Various methods are known in the prior art for assembling films. These methods allow longitudinally joining films with thicknesses from a few tens to several hundreds of microns, the junction being in some cases reinforced by a longitudinal reinforcing band. Among the known methods are such techniques as flat-welding, called "peeling", where the two films are placed one on the other, with the edges to be joined in alignment. A reinforcing strip, which may be planar or comprise a folded ribbon, furthermore may be assembled together with the two films.
Another known method comprises placing the films edge against edge and joining them by a flat-laid cover tape straddling both films. All these methods enable, with more or less difficulty, joining films with minimum thicknesses of about 15 microns in the case of polyethylene films. However these known methods do not permit joining thinner films and in particular, thin polyester films. Handling these very thin films and joining them are exceedingly delicate operations, in which the slightest onset of tearing could possibly result in total film degradation. All these methods, which require handling of the film at a time when it is still unprotected, therefore do not assure a high-grade joining or assembling of the films.

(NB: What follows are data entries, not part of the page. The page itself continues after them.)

/// The in-process loopback VM
pub mod loopback;

/// The VM under test as an external command
pub mod process;

use mimir_model::RawResult;

use crate::{
    core::{inputs::Inputs, invoker::Invoker, program::Program},
    error::Error,
};
use loopback::LoopbackVm;
use process::ProcessVm;

/// The VM backends the harness can drive.
#[derive(Debug, Clone)]
pub enum Backend {
    /// An external VM runner.
    Process(ProcessVm),
    /// The in-process loopback VM.
    Loopback(LoopbackVm),
}

impl Backend {
    /// Selects the external runner if a command is given, and the loopback VM otherwise.
    pub fn from_command(command: Option<&str>, args: &[String]) -> Self {
        match command {
            Some(command) if !command.trim().is_empty() => {
                Backend::Process(ProcessVm::new(command).with_args(args.iter().cloned()))
            }
            _ => Backend::Loopback(LoopbackVm::new()),
        }
    }

    /// A short name for logs.
    pub fn name(&self) -> &str {
        match self {
            Backend::Process(vm) => vm.command(),
            Backend::Loopback(_) => "loopback",
        }
    }
}

impl Invoker for Backend {
    fn invoke(&self, program: Program, inputs: &Inputs) -> Result<RawResult, Error> {
        match self {
            Backend::Process(vm) => vm.invoke(program, inputs),
            Backend::Loopback(vm) => vm.invoke(program, inputs),
        }
    }
}

#[cfg(test)]
mod tests {
    use super::*;

    #[test]
    fn test_backend_selection() {
        assert!(matches!(Backend::from_command(None, &[]), Backend::Loopback(_)));
        assert!(matches!(Backend::from_command(Some("  "), &[]), Backend::Loopback(_)));

        let backend = Backend::from_command(Some("keth-runner"), &["--fast".to_string()]);
        assert_eq!(backend.name(), "keth-runner");
    }
}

On the other hand there is significant interest in polyester films because of their high strengths. At a given thickness, a polyester film is ten times stronger than a polyethylene film. This fact takes on great significance in the field of space balloons where the optimal trade-off between strength and weight is sought in order to move the largest possible load to the greatest possible altitudes. For strength reasons, the use of polyethylene prevents use of too thin films (less than 15 microns) because their low circumferential strength could cause the ruining of such balloons in spite of the balloons assuming a natural shape without circumferential stresses--at least under static conditions. It has been observed in practice, however, that there are dynamic forces which create significant circumferential forces.
As a result, present-day balloons illustratively may carry a load 500 kg to an altitude of only 45 km, the dead weight of this envelope being about 1,000 kg. Under the same conditions, an ultra-thin polyester balloon with a dead weight of 350 kg might carry that same load to a 55 km altitude.
Accordingly a primary object of the present invention is to overcome the disadvantages of the prior art methods.
Another object of the invention is to provide a process for joining thin films made of a material such as polyester having a minimum thickness of between 3 and 5 microns, without a danger of starting a tear.
Still another object of the invention is to create an envelope of a space balloon which is made of 3 to 5 microns thick polyester.